Given data Block Start

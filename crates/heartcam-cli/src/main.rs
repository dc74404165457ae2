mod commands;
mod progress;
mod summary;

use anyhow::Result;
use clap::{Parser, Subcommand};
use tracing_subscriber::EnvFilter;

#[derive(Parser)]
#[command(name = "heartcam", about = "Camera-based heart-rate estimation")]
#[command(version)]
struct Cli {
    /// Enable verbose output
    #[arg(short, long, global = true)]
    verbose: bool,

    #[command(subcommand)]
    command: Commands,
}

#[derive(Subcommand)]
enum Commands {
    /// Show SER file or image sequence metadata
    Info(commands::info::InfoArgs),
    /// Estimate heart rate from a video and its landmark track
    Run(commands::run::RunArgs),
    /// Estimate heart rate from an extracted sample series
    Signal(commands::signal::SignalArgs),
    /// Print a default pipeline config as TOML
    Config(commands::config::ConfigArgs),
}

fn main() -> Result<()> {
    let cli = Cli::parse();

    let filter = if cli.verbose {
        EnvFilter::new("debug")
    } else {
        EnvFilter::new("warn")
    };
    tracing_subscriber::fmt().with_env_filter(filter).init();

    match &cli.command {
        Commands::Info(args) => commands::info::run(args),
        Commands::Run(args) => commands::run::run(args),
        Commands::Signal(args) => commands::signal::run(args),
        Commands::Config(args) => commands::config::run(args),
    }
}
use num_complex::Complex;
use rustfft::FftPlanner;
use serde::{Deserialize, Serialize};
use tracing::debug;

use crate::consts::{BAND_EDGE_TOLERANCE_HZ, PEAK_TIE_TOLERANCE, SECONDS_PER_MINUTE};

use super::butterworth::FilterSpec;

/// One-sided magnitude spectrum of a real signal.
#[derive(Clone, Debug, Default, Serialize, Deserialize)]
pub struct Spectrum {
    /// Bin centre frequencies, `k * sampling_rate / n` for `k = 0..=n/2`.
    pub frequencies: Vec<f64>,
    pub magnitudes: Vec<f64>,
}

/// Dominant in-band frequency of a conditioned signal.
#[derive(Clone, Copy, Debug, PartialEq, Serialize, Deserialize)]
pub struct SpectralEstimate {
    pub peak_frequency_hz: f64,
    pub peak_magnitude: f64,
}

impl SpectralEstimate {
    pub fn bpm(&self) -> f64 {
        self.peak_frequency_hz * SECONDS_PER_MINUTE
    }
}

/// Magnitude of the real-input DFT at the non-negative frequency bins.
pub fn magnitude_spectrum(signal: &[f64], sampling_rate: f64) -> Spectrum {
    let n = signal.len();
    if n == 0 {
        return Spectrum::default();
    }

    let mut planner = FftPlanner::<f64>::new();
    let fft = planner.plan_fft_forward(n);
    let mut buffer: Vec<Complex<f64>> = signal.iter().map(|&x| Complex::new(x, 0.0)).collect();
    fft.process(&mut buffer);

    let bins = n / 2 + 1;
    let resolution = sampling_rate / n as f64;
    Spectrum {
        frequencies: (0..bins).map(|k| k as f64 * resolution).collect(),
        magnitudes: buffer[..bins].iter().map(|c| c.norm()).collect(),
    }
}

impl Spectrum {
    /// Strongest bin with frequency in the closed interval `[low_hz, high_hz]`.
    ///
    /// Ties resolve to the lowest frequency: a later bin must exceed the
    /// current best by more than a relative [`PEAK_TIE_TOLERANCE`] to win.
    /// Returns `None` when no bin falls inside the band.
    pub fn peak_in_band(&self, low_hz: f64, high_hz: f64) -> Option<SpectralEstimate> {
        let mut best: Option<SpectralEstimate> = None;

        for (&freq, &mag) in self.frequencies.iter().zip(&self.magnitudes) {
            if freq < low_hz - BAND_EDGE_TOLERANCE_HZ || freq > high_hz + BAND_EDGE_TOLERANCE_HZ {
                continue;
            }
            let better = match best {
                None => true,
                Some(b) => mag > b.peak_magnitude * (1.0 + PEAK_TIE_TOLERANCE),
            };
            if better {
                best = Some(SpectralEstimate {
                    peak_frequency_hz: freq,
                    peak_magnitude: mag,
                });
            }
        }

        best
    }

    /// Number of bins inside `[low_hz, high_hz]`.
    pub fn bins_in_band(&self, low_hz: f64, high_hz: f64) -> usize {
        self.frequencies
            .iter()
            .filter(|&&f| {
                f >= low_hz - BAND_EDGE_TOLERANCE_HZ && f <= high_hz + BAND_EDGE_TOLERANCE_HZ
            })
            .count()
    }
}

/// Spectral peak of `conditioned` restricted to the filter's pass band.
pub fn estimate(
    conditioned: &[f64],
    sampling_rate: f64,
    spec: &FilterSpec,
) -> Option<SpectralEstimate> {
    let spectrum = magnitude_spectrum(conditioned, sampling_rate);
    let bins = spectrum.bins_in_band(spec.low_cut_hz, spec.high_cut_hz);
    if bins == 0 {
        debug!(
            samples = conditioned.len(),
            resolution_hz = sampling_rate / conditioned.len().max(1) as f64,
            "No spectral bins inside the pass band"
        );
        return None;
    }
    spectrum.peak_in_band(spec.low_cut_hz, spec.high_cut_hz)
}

Given data Block End

Exercise objective
Transcribe every record verbatim.

Output of the task
filename crates/heartcam-cli/src/main.rs
repository dc74404165457ae2
mod commands;
mod progress;
mod summary;

use anyhow::Result;
use clap::{Parser, Subcommand};
use tracing_subscriber::EnvFilter;

#[derive(Parser)]
#[command(name = "heartcam", about = "Camera-based heart-rate estimation")]
#[command(version)]
struct Cli {
    /// Enable verbose output
    #[arg(short, long, global = true)]
    verbose: bool,

    #[command(subcommand)]
    command: Commands,
}

#[derive(Subcommand)]
enum Commands {
    /// Show SER file or image sequence metadata
    Info(commands::info::InfoArgs),
    /// Estimate heart rate from a video and its landmark track
    Run(commands::run::RunArgs),
    /// Estimate heart rate from an extracted sample series
    Signal(commands::signal::SignalArgs),
    /// Print a default pipeline config as TOML
    Config(commands::config::ConfigArgs),
}

fn main() -> Result<()> {
    let cli = Cli::parse();

    let filter = if cli.verbose {
        EnvFilter::new("debug")
    } else {
        EnvFilter::new("warn")
    };
    tracing_subscriber::fmt().with_env_filter(filter).init();

    match &cli.command {
        Commands::Info(args) => commands::info::run(args),
        Commands::Run(args) => commands::run::run(args),
        Commands::Signal(args) => commands::signal::run(args),
        Commands::Config(args) => commands::config::run(args),
    }
}
use num_complex::Complex;
use rustfft::FftPlanner;
use serde::{Deserialize, Serialize};
use tracing::debug;

use crate::consts::{BAND_EDGE_TOLERANCE_HZ, PEAK_TIE_TOLERANCE, SECONDS_PER_MINUTE};

use super::butterworth::FilterSpec;

/// One-sided magnitude spectrum of a real signal.
#[derive(Clone, Debug, Default, Serialize, Deserialize)]
pub struct Spectrum {
    /// Bin centre frequencies, `k * sampling_rate / n` for `k = 0..=n/2`.
    pub frequencies: Vec<f64>,
    pub magnitudes: Vec<f64>,
}

/// Dominant in-band frequency of a conditioned signal.
#[derive(Clone, Copy, Debug, PartialEq, Serialize, Deserialize)]
pub struct SpectralEstimate {
    pub peak_frequency_hz: f64,
    pub peak_magnitude: f64,
}

impl SpectralEstimate {
    pub fn bpm(&self) -> f64 {
        self.peak_frequency_hz * SECONDS_PER_MINUTE
    }
}

/// Magnitude of the real-input DFT at the non-negative frequency bins.
pub fn magnitude_spectrum(signal: &[f64], sampling_rate: f64) -> Spectrum {
    let n = signal.len();
    if n == 0 {
        return Spectrum::default();
    }

    let mut planner = FftPlanner::<f64>::new();
    let fft = planner.plan_fft_forward(n);
    let mut buffer: Vec<Complex<f64>> = signal.iter().map(|&x| Complex::new(x, 0.0)).collect();
    fft.process(&mut buffer);

    let bins = n / 2 + 1;
    let resolution = sampling_rate / n as f64;
    Spectrum {
        frequencies: (0..bins).map(|k| k as f64 * resolution).collect(),
        magnitudes: buffer[..bins].iter().map(|c| c.norm()).collect(),
    }
}

impl Spectrum {
    /// Strongest bin with frequency in the closed interval `[low_hz, high_hz]`.
    ///
    /// Ties resolve to the lowest frequency: a later bin must exceed the
    /// current best by more than a relative [`PEAK_TIE_TOLERANCE`] to win.
    /// Returns `None` when no bin falls inside the band.
    pub fn peak_in_band(&self, low_hz: f64, high_hz: f64) -> Option<SpectralEstimate> {
        let mut best: Option<SpectralEstimate> = None;

        for (&freq, &mag) in self.frequencies.iter().zip(&self.magnitudes) {
            if freq < low_hz - BAND_EDGE_TOLERANCE_HZ || freq > high_hz + BAND_EDGE_TOLERANCE_HZ {
                continue;
            }
            let better = match best {
                None => true,
                Some(b) => mag > b.peak_magnitude * (1.0 + PEAK_TIE_TOLERANCE),
            };
            if better {
                best = Some(SpectralEstimate {
                    peak_frequency_hz: freq,
                    peak_magnitude: mag,
                });
            }
        }

        best
    }

    /// Number of bins inside `[low_hz, high_hz]`.
    pub fn bins_in_band(&self, low_hz: f64, high_hz: f64) -> usize {
        self.frequencies
            .iter()
            .filter(|&&f| {
                f >= low_hz - BAND_EDGE_TOLERANCE_HZ && f <= high_hz + BAND_EDGE_TOLERANCE_HZ
            })
            .count()
    }
}

/// Spectral peak of `conditioned` restricted to the filter's pass band.
pub fn estimate(
    conditioned: &[f64],
    sampling_rate: f64,
    spec: &FilterSpec,
) -> Option<SpectralEstimate> {
    let spectrum = magnitude_spectrum(conditioned, sampling_rate);
    let bins = spectrum.bins_in_band(spec.low_cut_hz, spec.high_cut_hz);
    if bins == 0 {
        debug!(
            samples = conditioned.len(),
            resolution_hz = sampling_rate / conditioned.len().max(1) as f64,
            "No spectral bins inside the pass band"
        );
        return None;
    }
    spectrum.peak_in_band(spec.low_cut_hz, spec.high_cut_hz)
}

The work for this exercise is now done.